## WHAT TO DO
Go through the data below and return each line where the string "from" occurs.

#### INPUT FOR THIS TASK

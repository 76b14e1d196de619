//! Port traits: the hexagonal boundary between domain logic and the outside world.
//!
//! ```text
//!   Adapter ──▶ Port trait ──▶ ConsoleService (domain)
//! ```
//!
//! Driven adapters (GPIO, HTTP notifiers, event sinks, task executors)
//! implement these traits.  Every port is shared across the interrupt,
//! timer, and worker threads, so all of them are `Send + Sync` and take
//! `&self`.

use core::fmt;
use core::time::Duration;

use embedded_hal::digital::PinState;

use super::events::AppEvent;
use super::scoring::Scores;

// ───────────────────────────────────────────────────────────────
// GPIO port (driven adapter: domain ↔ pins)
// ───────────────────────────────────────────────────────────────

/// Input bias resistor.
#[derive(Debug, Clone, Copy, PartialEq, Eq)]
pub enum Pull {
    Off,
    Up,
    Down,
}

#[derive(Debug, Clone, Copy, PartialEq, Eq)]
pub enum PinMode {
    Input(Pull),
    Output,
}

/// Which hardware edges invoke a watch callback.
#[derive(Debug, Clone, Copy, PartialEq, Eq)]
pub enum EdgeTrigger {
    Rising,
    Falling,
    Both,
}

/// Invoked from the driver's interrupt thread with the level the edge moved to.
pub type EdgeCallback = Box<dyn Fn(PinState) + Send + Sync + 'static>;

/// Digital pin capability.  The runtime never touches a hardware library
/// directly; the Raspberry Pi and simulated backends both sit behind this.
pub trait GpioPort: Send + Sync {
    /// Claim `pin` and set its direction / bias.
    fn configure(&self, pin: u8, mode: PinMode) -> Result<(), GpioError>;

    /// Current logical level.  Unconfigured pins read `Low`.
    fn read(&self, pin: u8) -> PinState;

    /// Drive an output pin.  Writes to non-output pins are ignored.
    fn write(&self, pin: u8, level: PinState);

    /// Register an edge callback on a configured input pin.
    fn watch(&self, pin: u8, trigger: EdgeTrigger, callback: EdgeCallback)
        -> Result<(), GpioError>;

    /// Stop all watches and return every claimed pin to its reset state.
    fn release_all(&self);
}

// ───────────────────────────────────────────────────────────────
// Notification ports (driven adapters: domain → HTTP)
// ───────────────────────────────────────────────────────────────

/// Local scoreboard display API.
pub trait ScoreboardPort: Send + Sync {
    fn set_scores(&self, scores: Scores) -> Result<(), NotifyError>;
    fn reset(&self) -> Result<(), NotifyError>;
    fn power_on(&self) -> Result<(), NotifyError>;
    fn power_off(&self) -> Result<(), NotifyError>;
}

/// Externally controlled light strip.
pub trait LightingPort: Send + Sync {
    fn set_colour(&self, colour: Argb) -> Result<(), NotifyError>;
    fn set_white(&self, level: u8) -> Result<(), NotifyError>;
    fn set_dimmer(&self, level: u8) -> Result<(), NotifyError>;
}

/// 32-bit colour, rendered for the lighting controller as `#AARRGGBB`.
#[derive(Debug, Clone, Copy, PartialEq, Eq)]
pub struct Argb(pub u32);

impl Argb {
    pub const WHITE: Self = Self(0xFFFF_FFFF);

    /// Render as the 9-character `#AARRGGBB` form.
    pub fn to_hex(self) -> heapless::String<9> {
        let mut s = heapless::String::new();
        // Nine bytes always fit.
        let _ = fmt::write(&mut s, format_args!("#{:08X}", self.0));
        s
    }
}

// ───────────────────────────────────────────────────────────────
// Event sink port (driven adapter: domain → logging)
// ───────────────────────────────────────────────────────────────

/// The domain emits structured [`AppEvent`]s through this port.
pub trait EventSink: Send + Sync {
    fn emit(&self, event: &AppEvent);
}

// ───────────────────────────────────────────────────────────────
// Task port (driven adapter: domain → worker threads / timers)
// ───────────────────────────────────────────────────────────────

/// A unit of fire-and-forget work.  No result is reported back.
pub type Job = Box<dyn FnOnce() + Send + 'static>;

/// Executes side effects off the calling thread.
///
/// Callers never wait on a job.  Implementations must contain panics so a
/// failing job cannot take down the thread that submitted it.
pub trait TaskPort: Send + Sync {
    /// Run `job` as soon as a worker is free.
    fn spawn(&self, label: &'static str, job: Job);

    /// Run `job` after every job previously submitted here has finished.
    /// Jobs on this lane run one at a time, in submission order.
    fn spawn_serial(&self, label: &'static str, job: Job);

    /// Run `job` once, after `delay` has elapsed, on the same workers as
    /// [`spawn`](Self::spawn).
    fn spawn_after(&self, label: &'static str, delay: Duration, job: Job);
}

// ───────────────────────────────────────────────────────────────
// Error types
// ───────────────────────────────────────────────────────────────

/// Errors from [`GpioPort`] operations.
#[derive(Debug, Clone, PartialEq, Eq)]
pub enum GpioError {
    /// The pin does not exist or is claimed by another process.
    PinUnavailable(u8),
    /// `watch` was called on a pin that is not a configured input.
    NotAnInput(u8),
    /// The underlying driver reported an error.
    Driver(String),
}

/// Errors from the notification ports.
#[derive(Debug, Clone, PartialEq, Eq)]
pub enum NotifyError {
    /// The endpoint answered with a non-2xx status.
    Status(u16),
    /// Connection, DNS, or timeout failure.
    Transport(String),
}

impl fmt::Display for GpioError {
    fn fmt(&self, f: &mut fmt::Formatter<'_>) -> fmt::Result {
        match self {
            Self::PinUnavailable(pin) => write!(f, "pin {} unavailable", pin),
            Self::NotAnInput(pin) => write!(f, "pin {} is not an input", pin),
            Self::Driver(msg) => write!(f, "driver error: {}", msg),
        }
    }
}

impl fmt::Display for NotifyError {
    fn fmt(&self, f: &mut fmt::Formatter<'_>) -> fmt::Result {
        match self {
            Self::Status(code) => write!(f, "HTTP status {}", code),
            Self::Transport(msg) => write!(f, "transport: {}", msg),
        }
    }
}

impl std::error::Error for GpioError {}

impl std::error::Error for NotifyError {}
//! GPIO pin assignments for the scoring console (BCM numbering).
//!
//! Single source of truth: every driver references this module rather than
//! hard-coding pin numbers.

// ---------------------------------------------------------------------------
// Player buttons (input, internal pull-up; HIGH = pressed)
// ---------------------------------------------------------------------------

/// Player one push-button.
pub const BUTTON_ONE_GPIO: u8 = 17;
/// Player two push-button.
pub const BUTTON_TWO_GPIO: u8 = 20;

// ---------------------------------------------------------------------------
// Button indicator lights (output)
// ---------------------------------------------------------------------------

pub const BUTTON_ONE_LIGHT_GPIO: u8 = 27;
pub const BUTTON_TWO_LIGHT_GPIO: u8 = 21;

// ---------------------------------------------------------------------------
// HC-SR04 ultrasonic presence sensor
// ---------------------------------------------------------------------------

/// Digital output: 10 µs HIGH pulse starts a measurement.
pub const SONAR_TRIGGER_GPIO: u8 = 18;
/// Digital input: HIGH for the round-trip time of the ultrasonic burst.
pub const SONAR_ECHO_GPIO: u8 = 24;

########

## EXERCISE RESPONSE
/// Invoked from the driver's interrupt thread with the level the edge moved to.
/// Errors from [`GpioPort`] operations.
/// Errors from the notification ports.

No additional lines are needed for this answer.